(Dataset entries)
= = = = =

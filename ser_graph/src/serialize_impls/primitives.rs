use crate::{Deserializer, Error, Result, Serialize, Serializer};

macro_rules! impl_primitive {
	($ty:ty, $write:ident, $read:ident, $size:expr) => {
		impl Serialize for $ty {
			const RESERVED_SPACE: usize = $size;

			#[inline]
			fn serialize(&self, ser: &mut Serializer<'_>) -> Result<()> {
				ser.writer().$write(*self);
				Ok(())
			}

			#[inline]
			fn deserialize(de: &mut Deserializer<'_, '_>) -> Result<Self> {
				de.reader().$read()
			}
		}
	};
}

impl_primitive!(bool, write_bool, read_bool, 1);

impl_primitive!(u8, write_u8, read_u8, 1);
impl_primitive!(u16, write_u16, read_u16, 2);
impl_primitive!(u32, write_var_u32, read_var_u32, 5);
impl_primitive!(u64, write_var_u64, read_var_u64, 10);

impl_primitive!(i8, write_i8, read_i8, 1);
impl_primitive!(i16, write_i16, read_i16, 2);
impl_primitive!(i32, write_var_i32, read_var_i32, 5);
impl_primitive!(i64, write_var_i64, read_var_i64, 10);

impl_primitive!(f32, write_f32, read_f32, 4);
impl_primitive!(f64, write_f64, read_f64, 8);

impl Serialize for char {
	const RESERVED_SPACE: usize = 3;

	#[inline]
	fn serialize(&self, ser: &mut Serializer<'_>) -> Result<()> {
		ser.writer().write_var_u32(*self as u32);
		Ok(())
	}

	fn deserialize(de: &mut Deserializer<'_, '_>) -> Result<Self> {
		let code = de.reader().read_var_u32()?;
		char::from_u32(code).ok_or(Error::InvalidChar(code))
	}
}

impl Serialize for () {
	#[inline(always)]
	fn serialize(&self, _ser: &mut Serializer<'_>) -> Result<()> {
		Ok(())
	}

	#[inline(always)]
	fn deserialize(_de: &mut Deserializer<'_, '_>) -> Result<Self> {
		Ok(())
	}
}

impl Serialize for String {
	const RESERVED_SPACE: usize = 16;

	#[inline]
	fn serialize(&self, ser: &mut Serializer<'_>) -> Result<()> {
		ser.writer().write_str(self);
		Ok(())
	}

	fn deserialize(de: &mut Deserializer<'_, '_>) -> Result<Self> {
		de.reader().read_str().map(str::to_owned)
	}
}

= = = = =

» **WHAT IS REQUIRED**
Each line in the data that holds the string "reader" must be returned.

» **ANSWER SECTION**
				de.reader().$read()
		let code = de.reader().read_var_u32()?;
		de.reader().read_str().map(str::to_owned)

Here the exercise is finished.